Energieeffizienzklassen beachten


Wer sich ein neues elektrisches Gerät zulegt, sollte auf die Energieeffizienzklassen achten. Diese sind in verschiedene Stufen eingeteilt. Vor allem um Energie und damit auch Stromkosten zu senken, sollte auf möglichst Energiesparende Geräte zurückgegriffen werden. Die Kennzeichnung der Geräte erfolgt über sogenannte Energielabel. Das bekannteste und häufigste ist das EU-Energielabel. Auf diesem Label ist eine farbige Skala mit einer Buchstaben Kennzeichnung von A für sehr Energieeffizient bis G für nicht Energieeffizient angegeben. Außerdem ist der genaue kWh Verbrauch des Gerätes sichtbar. Da dieses Label sehr übersichtlich gestaltet ist, haben die Verbraucher eine schnell erkennbare und genaue Anzeige über die Energie- und Umwelteffizienz des Gerätes.

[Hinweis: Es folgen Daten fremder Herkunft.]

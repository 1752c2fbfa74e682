//! Helpers no estilo de linguagens funcionais

/// Índice do primeiro item que satisfaz o predicado
pub fn first_idx<T, P>(xs: &[T], mut predicate: P) -> Option<usize>
where
    P: FnMut(&T) -> bool,
{
    xs.iter().position(|x| predicate(x))
}

/// Índice do último item que satisfaz o predicado
pub fn last_idx<T, P>(xs: &[T], mut predicate: P) -> Option<usize>
where
    P: FnMut(&T) -> bool,
{
    xs.iter().rposition(|x| predicate(x))
}

/// Fold da esquerda para a direita
pub fn fold_left<A, B, F>(xs: &[A], zero: B, f: F) -> B
where
    F: FnMut(B, &A) -> B,
{
    xs.iter().fold(zero, f)
}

Zurzeit besteht für viele Gerätetypen eine solche Einteilung, dazu gehören beispielsweise Geschirrspüler, Lampen und Waschmaschinen. Im Moment gelten Geräte mit der Bezeichnung A++ als am energieeffizientesten. Diese Stufe verweist auf den geringsten Energieverbrauch eines Gerätes. Diese Art der Kennzeichnung soll aber ab dem Jahre 2011 durch eine neue Einteilung in etwa von A-20%, A-40% und A-60% abgelöst werden, dabei beziehen sich die Prozentangaben auf die Energieeinsparung zur Klasse A. Die Einteilung auf dem Label erfolgt dabei je nach Gerät zu unterschiedlichen Gesichtspunkten. Dieser ermittelt sich beispielsweise bei Kühl- und Gefriergeräten aus dem Jahresstromverbrauch, bei einer Waschmaschine aber nach Verbrauch pro Waschgang. Mittlerweile befinden sich allerdings keine Geräte mehr unter der Kategorie D im Handel, da diese so ineffizient sind und von den Kunden nicht mehr gekauft werden.